*** Begin section ***

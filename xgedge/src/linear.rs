//! Support for linear algebra.

pub mod matrix;
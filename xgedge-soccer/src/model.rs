use std::ops::RangeInclusive;

use anyhow::anyhow;
use tracing::debug;

use xgedge::linear::matrix::Matrix;
use xgedge::market::{Market, OverroundMethod, DECIMAL_PRICE_BOUNDS};

use crate::domain::error::{
    Field, InvalidAttribute, ModelError, Subject, UndefinedOdds, ValidationError,
};
use crate::domain::{ByOutcome, Side, TeamAttributes};
use crate::goal_rate::GoalRates;
use crate::league::{League, Registry};
use crate::scoregrid::ProbableScore;
use crate::strength::{Strength, StrengthModel};
use crate::value::Recommendation;
use crate::{goal_rate, scoregrid, value};

pub const MAX_GOALS_RANGE: RangeInclusive<u8> = 1..=30;

#[derive(Debug, Clone)]
pub struct Config {
    pub strength: StrengthModel,
    pub goal_rates: goal_rate::Config,

    /// The score grid spans `0..=max_goals` for each side.
    pub max_goals: u8,

    /// Applies the league's low-score correction, where the league specifies one.
    pub dixon_coles: bool,

    pub overround_method: OverroundMethod,
}
impl Config {
    pub fn validate(&self) -> Result<(), ValidationError> {
        if !MAX_GOALS_RANGE.contains(&self.max_goals) {
            return Err(anyhow!(
                "max goals ({}) outside of allowable range {MAX_GOALS_RANGE:?}",
                self.max_goals
            )
            .into());
        }
        self.strength.validate()?;
        self.goal_rates.validate()?;
        Ok(())
    }
}

impl Default for Config {
    fn default() -> Self {
        Self {
            strength: StrengthModel::default(),
            goal_rates: goal_rate::Config::default(),
            max_goals: 10,
            dixon_coles: false,
            overround_method: OverroundMethod::Multiplicative,
        }
    }
}

/// The projected outcome of a single match.
#[derive(Debug, Clone)]
pub struct Projection {
    pub league: League,
    pub home_strength: Strength,
    pub away_strength: Strength,

    /// Present only under the scalar strength model.
    pub supremacy: Option<f64>,

    pub goal_rates: GoalRates,

    /// The low-score correlation applied to the grid, if any.
    pub rho: Option<f64>,

    pub scoregrid: Matrix<f64>,
    pub probs: ByOutcome<f64>,
    pub fair_prices: ByOutcome<Result<f64, UndefinedOdds>>,
}
impl Projection {
    pub fn most_likely_scores(&self, n: usize) -> Vec<ProbableScore> {
        scoregrid::most_likely(n, &self.scoregrid)
    }

    pub fn total_mass(&self) -> f64 {
        scoregrid::total_mass(&self.scoregrid)
    }

    pub fn expectations(&self) -> (f64, f64) {
        scoregrid::home_away_expectations(&self.scoregrid)
    }

    pub fn goals_over(&self, line: u8) -> f64 {
        scoregrid::goals_over(line, &self.scoregrid)
    }

    pub fn both_score(&self) -> f64 {
        scoregrid::both_score(&self.scoregrid)
    }
}

/// A projection set against the quoted prices of a head-to-head market.
#[derive(Debug, Clone)]
pub struct ValueReport {
    pub projection: Projection,
    pub market: Market,
    pub market_probs: ByOutcome<f64>,
    pub edges: ByOutcome<f64>,
    pub expected_values: ByOutcome<f64>,
    pub recommendation: Recommendation,
}

/// Computations over a validated configuration and league registry. Every operation is a pure
/// function of its arguments and the model's immutable state.
#[derive(Debug)]
pub struct Model {
    config: Config,
    registry: Registry,
}
impl Model {
    pub fn with_registry(config: Config, registry: Registry) -> Result<Self, ValidationError> {
        config.validate()?;
        Ok(Self { config, registry })
    }

    pub fn config(&self) -> &Config {
        &self.config
    }

    pub fn registry(&self) -> &Registry {
        &self.registry
    }

    pub fn list_leagues(&self) -> impl Iterator<Item = &str> {
        self.registry.names()
    }

    pub fn strength(
        &self,
        attributes: &TeamAttributes,
        league_name: &str,
    ) -> Result<Strength, ModelError> {
        let league = self.registry.lookup(league_name)?;
        attributes.validate()?;
        let strength = self.config.strength.estimate(attributes, league);
        debug!("strength {strength:?} in {league_name}");
        Ok(strength)
    }

    pub fn project(
        &self,
        home: &TeamAttributes,
        away: &TeamAttributes,
        league_name: &str,
    ) -> Result<Projection, ModelError> {
        let league = self.registry.lookup(league_name)?;
        validate_team(home, Side::Home)?;
        validate_team(away, Side::Away)?;

        let (home_strength, away_strength, supremacy, goal_rates) = match &self.config.strength {
            StrengthModel::Scalar(config) => {
                let (home_strength, away_strength) =
                    (config.estimate(home), config.estimate(away));
                let supremacy = goal_rate::supremacy(home_strength, away_strength, league);
                let goal_rates = goal_rate::from_supremacy(supremacy, &self.config.goal_rates);
                (
                    Strength::Scalar(home_strength),
                    Strength::Scalar(away_strength),
                    Some(supremacy),
                    goal_rates,
                )
            }
            StrengthModel::AttackDefence(config) => {
                let (home_strength, away_strength) =
                    (config.estimate(home, league), config.estimate(away, league));
                let goal_rates = goal_rate::from_attack_defence(
                    &home_strength,
                    &away_strength,
                    league,
                    &self.config.goal_rates,
                );
                (
                    Strength::Pair(home_strength),
                    Strength::Pair(away_strength),
                    None,
                    goal_rates,
                )
            }
        };
        debug!(
            "strengths: home {home_strength:?}, away {away_strength:?}, supremacy: {supremacy:?}"
        );
        debug!("goal rates: {goal_rates:?}");

        let rho = if self.config.dixon_coles {
            league.rho
        } else {
            None
        };
        let scoregrid = scoregrid::build(&goal_rates, self.config.max_goals, rho);
        let probs = scoregrid::outcome_probs(&scoregrid);
        debug!(
            "probs: {probs:?}, captured mass: {:.6}, rho: {rho:?}",
            scoregrid::total_mass(&scoregrid)
        );
        let fair_prices = value::fair_prices(&probs);

        Ok(Projection {
            league: league.clone(),
            home_strength,
            away_strength,
            supremacy,
            goal_rates,
            rho,
            scoregrid,
            probs,
            fair_prices,
        })
    }

    pub fn value(
        &self,
        home: &TeamAttributes,
        away: &TeamAttributes,
        league_name: &str,
        prices: &ByOutcome<f64>,
    ) -> Result<ValueReport, ModelError> {
        for (outcome, &price) in prices.iter() {
            InvalidAttribute::check(
                Subject::Market,
                Field::Price(outcome),
                price,
                &DECIMAL_PRICE_BOUNDS,
            )?;
        }
        let projection = self.project(home, away, league_name)?;
        let market = value::demargin(prices, &self.config.overround_method);
        let market_probs = value::market_probs(&market);
        debug!(
            "market probs: {market_probs:?}, overround: {:.4}",
            market.overround.value
        );
        let edges = value::edges(&projection.probs, &market_probs);
        let expected_values = projection
            .probs
            .zip_with(prices, |&prob, &price| value::expected_value(prob, price));
        let recommendation = value::recommend(&edges);
        debug!("edges: {edges:?}, recommendation: {recommendation}");

        Ok(ValueReport {
            projection,
            market,
            market_probs,
            edges,
            expected_values,
            recommendation,
        })
    }
}

impl TryFrom<Config> for Model {
    type Error = ValidationError;

    fn try_from(config: Config) -> Result<Self, Self::Error> {
        Self::with_registry(config, Registry::builtin()?)
    }
}

fn validate_team(attributes: &TeamAttributes, side: Side) -> Result<(), InvalidAttribute> {
    attributes.validate().map_err(|err| err.on_side(side))
}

*** End section ***

# Exercise aim:
The string "Option" may appear in the lines of the records above. State how many lines contain it, with no other words.

# Task output:
2